§ Exercise goal
Where a line of the data below has the string "every", copy that line.

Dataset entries
----------------

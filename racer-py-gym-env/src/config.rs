//! Configuration of [`GymEnv`](crate::GymEnv).
use serde::{Deserialize, Serialize};
use std::path::PathBuf;

/// Video recording of every episode with `gymnasium.wrappers.RecordVideo`.
#[derive(Clone, Debug, Deserialize, Serialize, PartialEq)]
pub struct VideoConfig {
    /// Where the videos are written.
    pub folder: PathBuf,

    /// Prefix of file names of the videos.
    pub name_prefix: String,
}

/// Configuration of [`GymEnv`](crate::GymEnv).
#[derive(Clone, Debug, Deserialize, Serialize, PartialEq)]
pub struct GymEnvConfig {
    /// Name of the environment, e.g., `CarRacing-v3`.
    pub name: String,

    /// Continuous control if `true`, discrete actions otherwise.
    pub continuous: bool,

    /// Render mode given to `gymnasium.make()`.
    pub render_mode: Option<String>,

    /// Episodes are truncated at this number of steps, in addition to the
    /// time limit of the environment itself.
    pub max_steps: Option<usize>,

    /// Video recording, if any.
    pub video: Option<VideoConfig>,
}

impl Default for GymEnvConfig {
    fn default() -> Self {
        Self {
            name: "CarRacing-v3".to_string(),
            continuous: true,
            render_mode: None,
            max_steps: None,
            video: None,
        }
    }
}

impl GymEnvConfig {
    /// Set the name of the environment.
    pub fn name(mut self, name: impl Into<String>) -> Self {
        self.name = name.into();
        self
    }

    /// Set continuous or discrete control.
    pub fn continuous(mut self, v: bool) -> Self {
        self.continuous = v;
        self
    }

    /// Set the render mode.
    pub fn render_mode(mut self, render_mode: Option<String>) -> Self {
        self.render_mode = render_mode;
        self
    }

    /// Set the maximum number of steps in an episode.
    pub fn max_steps(mut self, v: Option<usize>) -> Self {
        self.max_steps = v;
        self
    }

    /// Records every episode in `folder`.
    ///
    /// Frames are rendered as RGB arrays for the video writer, so the render mode
    /// is set to `rgb_array`.
    pub fn record_video(mut self, folder: impl Into<PathBuf>) -> Self {
        self.render_mode = Some("rgb_array".to_string());
        self.video = Some(VideoConfig {
            folder: folder.into(),
            name_prefix: "rl-video".to_string(),
        });
        self
    }
}

#[cfg(test)]
mod tests {
    use super::*;

    #[test]
    fn test_record_video_sets_render_mode() {
        let config = GymEnvConfig::default().record_video("./video_output");
        assert_eq!(config.render_mode.as_deref(), Some("rgb_array"));
        assert_eq!(
            config.video.as_ref().map(|v| v.folder.clone()),
            Some(PathBuf::from("./video_output"))
        );
    }

    #[test]
    fn test_serde_gym_env_config() {
        let config = GymEnvConfig::default()
            .max_steps(Some(1000))
            .record_video("videos");
        let yaml = serde_yaml::to_string(&config).unwrap();
        let config_: GymEnvConfig = serde_yaml::from_str(&yaml).unwrap();
        assert_eq!(config, config_);
    }
}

----------------

§ Task output
/// Video recording of every episode with `gymnasium.wrappers.RecordVideo`.
    /// Records every episode in `folder`.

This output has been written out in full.